Task directions: Read the data, and whenever a line holds the word "serde", report that line.

Stored data:
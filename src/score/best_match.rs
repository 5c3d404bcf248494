//! Best-match selection over a palette score map.

use serde::Serialize;

use crate::palette::SeasonalPalette;
use crate::score::PaletteScores;

/// Default score threshold for a palette to count as a match.
pub const DEFAULT_MATCH_THRESHOLD: f64 = 0.7;

/// One matching palette with its compatibility score.
#[derive(Debug, Clone, Copy, PartialEq, Serialize)]
#[serde(rename_all = "camelCase")]
pub struct PaletteMatch {
    /// The matching seasonal palette.
    pub palette: SeasonalPalette,
    /// Its compatibility score, `>= threshold`.
    pub score: f64,
}

/// Rank the palettes that suit an item.
///
/// Filters the score map to scores at or above `threshold` and sorts
/// descending by score. The sort is stable and the input iterates in
/// catalog order, so ties resolve to catalog order — no randomness.
///
/// # Example
///
/// ```
/// use chromafit::{best_matches, score_item, PaletteCatalog, SeasonalPalette, DEFAULT_MATCH_THRESHOLD};
///
/// let catalog = PaletteCatalog::standard();
/// let scores = score_item(&catalog, &["#8B4513".to_string()]);
/// let matches = best_matches(&scores, DEFAULT_MATCH_THRESHOLD);
/// assert_eq!(matches[0].palette, SeasonalPalette::DarkAutumn);
/// ```
pub fn best_matches(scores: &PaletteScores, threshold: f64) -> Vec<PaletteMatch> {
    let mut matches: Vec<PaletteMatch> = scores
        .iter()
        .filter(|&(_, score)| score >= threshold)
        .map(|(palette, score)| PaletteMatch { palette, score })
        .collect();
    matches.sort_by(|a, b| b.score.total_cmp(&a.score));
    matches
}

Written answer:
use serde::Serialize;
#[serde(rename_all = "camelCase")]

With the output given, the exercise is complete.